4. La profondeur de tels liens avec l’Église – le “ sentire cum Ecclesia ” au sens le plus profond du mot – l’ouvrait en même temps aux besoins du monde, lui faisant observer et interpréter les signes des temps, pour comprendre ce qu’aujourd’hui l’Esprit dit aux Églises[7]. Ainsi la profonde union avec le Christ dont il se sentait l’envoyé, l’étude et la méditation de la Parole de Dieu, le lien profond avec l’Église, et sa sensibilité aux besoins spirituels du monde, visaient en dernière analyse un but très élevé: que l’Église devienne toujours davantage comme “ le sacrement, c’est-à-dire à la fois le signe et le moyen de l’union intime avec Dieu et de l’unité de tout le genre humain ”[8]. En d’autres termes, tout se plaçait dans la perspective que le Seigneur nous a ouverte dans la prophétie de Sophonie: “ Oui, je ferais alors aux peuples des lèvres pures pour qu’ils puissent tous invoquer le nom de Yahvé et le servir sous un même joug ”[9]. Mon souhait est que vos travaux puissent constituer une contribution précieuse à la réalisation de ce dessein divin, et c’est pour cela que j’invoque sur eux et sur vous la bénédiction du Dieu tout-puissant, notre Père.

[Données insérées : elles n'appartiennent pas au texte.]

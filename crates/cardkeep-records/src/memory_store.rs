// SPDX-FileCopyrightText: 2026 Cardkeep Contributors
// SPDX-License-Identifier: MIT OR Apache-2.0

//! In-memory [`CredentialStore`] for tests, tooling, and single-process use.

use std::collections::HashMap;
use std::sync::Arc;

use async_trait::async_trait;
use cardkeep_core::{Credential, CredentialStore, Result, UserId, UserKeySalt};
use tokio::sync::RwLock;

/// Credential and salt records held in two maps.
#[derive(Debug, Default, Clone)]
pub struct MemoryStore {
    credentials: Arc<RwLock<HashMap<UserId, Credential>>>,
    salts: Arc<RwLock<HashMap<UserId, UserKeySalt>>>,
}

impl MemoryStore {
    pub fn new() -> Self {
        Self::default()
    }

    /// Number of registered credentials.
    pub async fn credential_count(&self) -> usize {
        self.credentials.read().await.len()
    }

    /// Drop a user's salt, simulating a damaged backing store.
    pub async fn delete_key_salt(&self, user_id: &UserId) -> bool {
        self.salts.write().await.remove(user_id).is_some()
    }
}

#[async_trait]
impl CredentialStore for MemoryStore {
    async fn load_credential(&self, user_id: &UserId) -> Result<Option<Credential>> {
        Ok(self.credentials.read().await.get(user_id).cloned())
    }

    async fn save_credential(&self, credential: Credential) -> Result<()> {
        self.credentials
            .write()
            .await
            .insert(credential.user_id, credential);
        Ok(())
    }

    async fn load_key_salt(&self, user_id: &UserId) -> Result<Option<UserKeySalt>> {
        Ok(self.salts.read().await.get(user_id).cloned())
    }

    async fn save_key_salt(&self, salt: UserKeySalt) -> Result<()> {
        self.salts.write().await.insert(salt.user_id, salt);
        Ok(())
    }

    async fn create_user(&self, credential: Credential, salt: UserKeySalt) -> Result<bool> {
        // Lock order is credentials, then salts.
        let mut credentials = self.credentials.write().await;
        if credentials.contains_key(&credential.user_id) {
            return Ok(false);
        }
        let mut salts = self.salts.write().await;
        salts.insert(salt.user_id, salt);
        credentials.insert(credential.user_id, credential);
        Ok(true)
    }
}
//! Core of the docmodel project: named document database connections and a uniform
//! model layer on top of them.
//!
//! - **Connections** ([`connection`]) - Registry of named, lazily opened connections
//! - **Models** ([`model`]) - Per-collection CRUD, existence checks and extensions
//! - **Listings** ([`listing`]) - Paging, multi-field search, sort and date-range filters
//! - **Queries** ([`query`]) - Backend-neutral predicate AST and visitor
//! - **Backends** ([`backend`]) - Traits implemented by store drivers
//! - **Updates** ([`update`]) - Partial update payload preparation
//! - **Text** ([`text`]) - Search value normalization
//! - **Schema** ([`schema`]) - Advisory field declarations
//! - **Documents** ([`document`]) - Maintained field names, ids and serde helpers
//! - **Errors** ([`error`])
//!
//! # Example
//!
//! ```ignore
//! use std::sync::Arc;
//! use docmodel_core::{connection::*, model::Model, listing::*};
//!
//! let registry = Arc::new(ConnectionRegistry::new(connector));
//! registry
//!     .create_connection(ConnectionConfig::new("mongodb://localhost:27017"), NoEvents)
//!     .await;
//!
//! let users = Model::builder(registry.clone(), "users").build().await?;
//! let page = users
//!     .find_listable(&ListQuery::new().take(20).sort(ListSort::new("createdDate", SortOrder::Desc)))
//!     .await?;
//! ```

#[allow(unused_extern_crates)]
extern crate self as docmodel_core;

pub mod backend;
pub mod connection;
pub mod document;
pub mod error;
pub mod listing;
pub mod model;
pub mod query;
pub mod schema;
pub mod text;
pub mod update;
//! Search text normalization.

use std::fmt::Debug;

/// Turns escaped search text into a regex fragment that tolerates locale-specific
/// letters.
///
/// Input is already regex-escaped; implementations may only add constructs (such as
/// character classes) and must leave escape sequences intact.
pub trait TextNormalizer: Send + Sync + Debug {
    fn searchable(&self, text: &str) -> String;
}

/// Leaves the text unchanged.
#[derive(Debug, Default, Clone, Copy)]
pub struct PlainText;

impl TextNormalizer for PlainText {
    fn searchable(&self, text: &str) -> String {
        text.to_string()
    }
}

/// Makes Turkish letters and their plain-Latin counterparts interchangeable.
///
/// Each of `c g i o s u` and `ç ğ ı ö ş ü` becomes a class holding both forms, with
/// case preserved: `cok` matches `çok`, `İstanbul` matches `Istanbul`.
#[derive(Debug, Default, Clone, Copy)]
pub struct TurkishSearchable;

impl TurkishSearchable {
    fn class(ch: char) -> Option<&'static str> {
        Some(match ch {
            'c' | 'ç' => "[cç]",
            'C' | 'Ç' => "[CÇ]",
            'g' | 'ğ' => "[gğ]",
            'G' | 'Ğ' => "[GĞ]",
            'i' | 'ı' => "[iı]",
            'I' | 'İ' => "[Iİ]",
            'o' | 'ö' => "[oö]",
            'O' | 'Ö' => "[OÖ]",
            's' | 'ş' => "[sş]",
            'S' | 'Ş' => "[SŞ]",
            'u' | 'ü' => "[uü]",
            'U' | 'Ü' => "[UÜ]",
            _ => return None,
        })
    }
}

impl TextNormalizer for TurkishSearchable {
    fn searchable(&self, text: &str) -> String {
        let mut out = String::with_capacity(text.len() * 2);
        for ch in text.chars() {
            match Self::class(ch) {
                Some(class) => out.push_str(class),
                None => out.push(ch),
            }
        }
        out
    }
}

/// Builds the unanchored substring pattern for a raw search value.
pub fn search_pattern(value: &str, normalizer: &dyn TextNormalizer) -> String {
    format!(".*{}.*", normalizer.searchable(&regex::escape(value)))
}
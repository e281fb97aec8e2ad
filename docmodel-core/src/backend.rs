//! Driver abstraction for document stores.
//!
//! [`StoreBackend`] is the narrow surface a model needs from a document store:
//! single and bulk reads, `$set`-style partial updates, deletes, existence checks and
//! index creation. [`StoreConnector`] opens a backend for a [`ConnectionConfig`]; the
//! [`ConnectionRegistry`](crate::connection::ConnectionRegistry) owns one connector and
//! calls it once per database name.
//!
//! # Thread Safety
//!
//! Backends are shared behind `Arc<dyn StoreBackend>` and must support concurrent use
//! from multiple tasks.

use async_trait::async_trait;
use bson::Document;
use std::{any::Any, fmt::Debug, sync::Arc};

use crate::{
    connection::ConnectionConfig,
    error::DocumentStoreResult,
    query::{Expr, Query},
};

/// Result of a partial update.
#[derive(Debug, Clone, Copy, Default, PartialEq, Eq)]
pub struct UpdateOutcome {
    /// Number of documents matched by the predicate.
    pub matched: u64,
    /// Number of documents actually changed.
    pub modified: u64,
}

/// Abstract interface for document store drivers.
///
/// All methods take the collection name explicitly; collections are created
/// implicitly on first insert. Filters are `Option<Expr>` where `None` matches every
/// document. Errors from the driver surface as
/// [`DocumentStoreError::Store`](crate::error::DocumentStoreError::Store).
#[async_trait]
pub trait StoreBackend: Send + Sync + Debug {
    /// Inserts one document.
    async fn insert_one(&self, collection: &str, document: Document) -> DocumentStoreResult<()>;

    /// Returns the first document matching `filter`, in natural order.
    async fn find_one(
        &self,
        collection: &str,
        filter: Option<Expr>,
    ) -> DocumentStoreResult<Option<Document>>;

    /// Returns every document matching the query after applying sort, offset and limit
    /// (in that order).
    async fn find_many(&self, collection: &str, query: Query) -> DocumentStoreResult<Vec<Document>>;

    /// Sets the fields of `set` on the first document matching `filter`.
    async fn update_one(
        &self,
        collection: &str,
        filter: Expr,
        set: Document,
    ) -> DocumentStoreResult<UpdateOutcome>;

    /// Sets the fields of `set` on every document matching `filter`.
    async fn update_many(
        &self,
        collection: &str,
        filter: Expr,
        set: Document,
    ) -> DocumentStoreResult<UpdateOutcome>;

    /// Deletes the first document matching `filter`; returns the number deleted.
    async fn delete_one(&self, collection: &str, filter: Expr) -> DocumentStoreResult<u64>;

    /// Deletes every document matching `filter`; returns the number deleted.
    async fn delete_many(&self, collection: &str, filter: Expr) -> DocumentStoreResult<u64>;

    /// Returns whether at least one document matches `filter`.
    async fn exists(&self, collection: &str, filter: Expr) -> DocumentStoreResult<bool>;

    /// Creates an ascending single-field index.
    async fn create_index(&self, collection: &str, field: &str, unique: bool) -> DocumentStoreResult<()>;

    /// Releases driver resources. The default implementation is a no-op.
    async fn shutdown(&self) -> DocumentStoreResult<()> {
        Ok(())
    }

    /// Access to the concrete driver type, see
    /// [`Connection::backend_as`](crate::connection::Connection::backend_as).
    fn as_any(&self) -> &dyn Any;
}

/// Opens backends from connection settings.
#[async_trait]
pub trait StoreConnector: Send + Sync + Debug {
    /// Opens a session for `config`. Called at most once per registered database name.
    async fn connect(&self, config: &ConnectionConfig) -> DocumentStoreResult<Arc<dyn StoreBackend>>;
}
use async_trait::async_trait;
use bson::{Document, doc};
use futures::TryStreamExt;
use mongodb::{
    Client, Collection as MongoCollection, Database, IndexModel,
    options::{ClientOptions, Credential, FindOptions, IndexOptions},
};
use std::{any::Any, sync::Arc};
use tracing::{debug, info};

use docmodel_core::{
    backend::{StoreBackend, StoreConnector, UpdateOutcome},
    connection::ConnectionConfig,
    error::{DocumentStoreError, DocumentStoreResult},
    query::{Expr, Query},
};

use crate::query::MongoQueryTranslator;

/// A MongoDB session bound to one database.
///
/// Clones share the underlying client and its connection pool.
#[derive(Debug, Clone)]
pub struct MongoDbStore {
    client: Client,
    database: String,
}

impl MongoDbStore {
    pub fn new(client: Client, database: impl Into<String>) -> Self {
        Self { client, database: database.into() }
    }

    /// The driver client, for operations the model layer does not cover.
    pub fn client(&self) -> &Client {
        &self.client
    }

    /// The driver handle for the bound database.
    pub fn database(&self) -> Database {
        self.client.database(&self.database)
    }

    /// The driver handle for `name` in the bound database.
    pub fn collection(&self, name: &str) -> MongoCollection<Document> {
        self.database().collection(name)
    }

    /// Drops the store-generated `_id`; documents are identified by their `id` field.
    fn restore_document(mut document: Document) -> Document {
        document.remove("_id");
        document
    }

    fn find_options(query: &Query) -> DocumentStoreResult<FindOptions> {
        let mut options = FindOptions::default();

        if let Some(limit) = query.limit {
            options.limit = Some(limit);
        }
        if let Some(skip) = query.offset {
            options.skip = Some(
                u64::try_from(skip)
                    .map_err(|_| DocumentStoreError::Store(format!("skip value must be non-negative, got {skip}")))?,
            );
        }
        if let Some(sort) = &query.sort {
            options.sort = Some(doc! { sort.field.clone(): sort.direction.code() });
        }

        Ok(options)
    }
}

#[async_trait]
impl StoreBackend for MongoDbStore {
    async fn insert_one(&self, collection: &str, document: Document) -> DocumentStoreResult<()> {
        self.collection(collection)
            .insert_one(document)
            .await
            .map_err(|e| DocumentStoreError::Store(e.to_string()))?;

        Ok(())
    }

    async fn find_one(&self, collection: &str, filter: Option<Expr>) -> DocumentStoreResult<Option<Document>> {
        Ok(self
            .collection(collection)
            .find_one(MongoQueryTranslator::translate(filter.as_ref())?)
            .await
            .map_err(|e| DocumentStoreError::Store(e.to_string()))?
            .map(Self::restore_document))
    }

    async fn find_many(&self, collection: &str, query: Query) -> DocumentStoreResult<Vec<Document>> {
        Ok(self
            .collection(collection)
            .find(MongoQueryTranslator::translate(query.filter.as_ref())?)
            .with_options(Self::find_options(&query)?)
            .await
            .map_err(|e| DocumentStoreError::Store(e.to_string()))?
            .try_collect::<Vec<Document>>()
            .await
            .map_err(|e| DocumentStoreError::Store(e.to_string()))?
            .into_iter()
            .map(Self::restore_document)
            .collect())
    }

    async fn update_one(&self, collection: &str, filter: Expr, set: Document) -> DocumentStoreResult<UpdateOutcome> {
        let result = self
            .collection(collection)
            .update_one(MongoQueryTranslator::translate(Some(&filter))?, doc! { "$set": set })
            .await
            .map_err(|e| DocumentStoreError::Store(e.to_string()))?;

        Ok(UpdateOutcome {
            matched: result.matched_count,
            modified: result.modified_count,
        })
    }

    async fn update_many(&self, collection: &str, filter: Expr, set: Document) -> DocumentStoreResult<UpdateOutcome> {
        let result = self
            .collection(collection)
            .update_many(MongoQueryTranslator::translate(Some(&filter))?, doc! { "$set": set })
            .await
            .map_err(|e| DocumentStoreError::Store(e.to_string()))?;

        Ok(UpdateOutcome {
            matched: result.matched_count,
            modified: result.modified_count,
        })
    }

    async fn delete_one(&self, collection: &str, filter: Expr) -> DocumentStoreResult<u64> {
        Ok(self
            .collection(collection)
            .delete_one(MongoQueryTranslator::translate(Some(&filter))?)
            .await
            .map_err(|e| DocumentStoreError::Store(e.to_string()))?
            .deleted_count)
    }

    async fn delete_many(&self, collection: &str, filter: Expr) -> DocumentStoreResult<u64> {
        Ok(self
            .collection(collection)
            .delete_many(MongoQueryTranslator::translate(Some(&filter))?)
            .await
            .map_err(|e| DocumentStoreError::Store(e.to_string()))?
            .deleted_count)
    }

    async fn exists(&self, collection: &str, filter: Expr) -> DocumentStoreResult<bool> {
        Ok(self
            .collection(collection)
            .find_one(MongoQueryTranslator::translate(Some(&filter))?)
            .projection(doc! { "_id": 1 })
            .await
            .map_err(|e| DocumentStoreError::Store(e.to_string()))?
            .is_some())
    }

    async fn create_index(&self, collection: &str, field: &str, unique: bool) -> DocumentStoreResult<()> {
        self.collection(collection)
            .create_index(
                IndexModel::builder()
                    .keys(doc! { field: 1 })
                    .options(
                        IndexOptions::builder()
                            .unique(unique)
                            .build()
                    )
                    .build()
            )
            .await
            .map_err(|e| DocumentStoreError::Store(e.to_string()))?;

        Ok(())
    }

    async fn shutdown(&self) -> DocumentStoreResult<()> {
        self.client.clone().shutdown().await;
        debug!(database = %self.database, "mongodb client shut down");

        Ok(())
    }

    fn as_any(&self) -> &dyn Any {
        self
    }
}

/// Opens MongoDB sessions for a [`ConnectionRegistry`](docmodel_core::connection::ConnectionRegistry).
///
/// The registry name doubles as the database name. Explicit credentials override any
/// in the connection string, and the connect timeout also bounds server selection so a
/// dead server fails the open instead of stalling it. The driver has no per-socket
/// read timeout, so `socket_timeout_ms` caps how long a pooled connection may sit idle.
#[derive(Debug, Default, Clone)]
pub struct MongoDbConnector;

impl MongoDbConnector {
    pub fn new() -> Self {
        Self
    }

    async fn client_options(config: &ConnectionConfig) -> DocumentStoreResult<ClientOptions> {
        let mut options = ClientOptions::parse(&config.connection_string)
            .await
            .map_err(|e| DocumentStoreError::Connection(e.to_string()))?;

        if config.user.is_some() || config.pass.is_some() {
            let credential = options.credential.get_or_insert_with(Credential::default);
            credential.username = config.user.clone();
            credential.password = config.pass.clone();
        }
        options.connect_timeout = Some(config.connect_timeout());
        options.server_selection_timeout = Some(config.connect_timeout());
        options.max_idle_time = Some(config.socket_timeout());

        Ok(options)
    }
}

#[async_trait]
impl StoreConnector for MongoDbConnector {
    async fn connect(&self, config: &ConnectionConfig) -> DocumentStoreResult<Arc<dyn StoreBackend>> {
        let client = Client::with_options(Self::client_options(config).await?)
            .map_err(|e| DocumentStoreError::Connection(e.to_string()))?;
        let store = MongoDbStore::new(client, config.db_name.clone());

        store
            .database()
            .run_command(doc! { "ping": 1 })
            .await
            .map_err(|e| DocumentStoreError::Connection(e.to_string()))?;
        info!(database = %config.db_name, "mongodb server reachable");

        Ok(Arc::new(store))
    }
}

[1] Cfr. 1 Thess. 1, 5; 1 Cor. 4, 20.  

[2] Augustin Bea, Ma vie pour mes frères, Paris 1971, p.109.

[3] Ibid., pp. 179 ss.

[4] Cfr.  1 Cor. 12, 12. 27.

[5] Augustin Bea, Ma vie pour mes frères, Paris 1971, p.211.

[6] Ibid., pp. 288 ss.

[7] Cfr. Apoc. 2, 7.

[8] Lumen Gentium, 1.

[9] So. 3, 9.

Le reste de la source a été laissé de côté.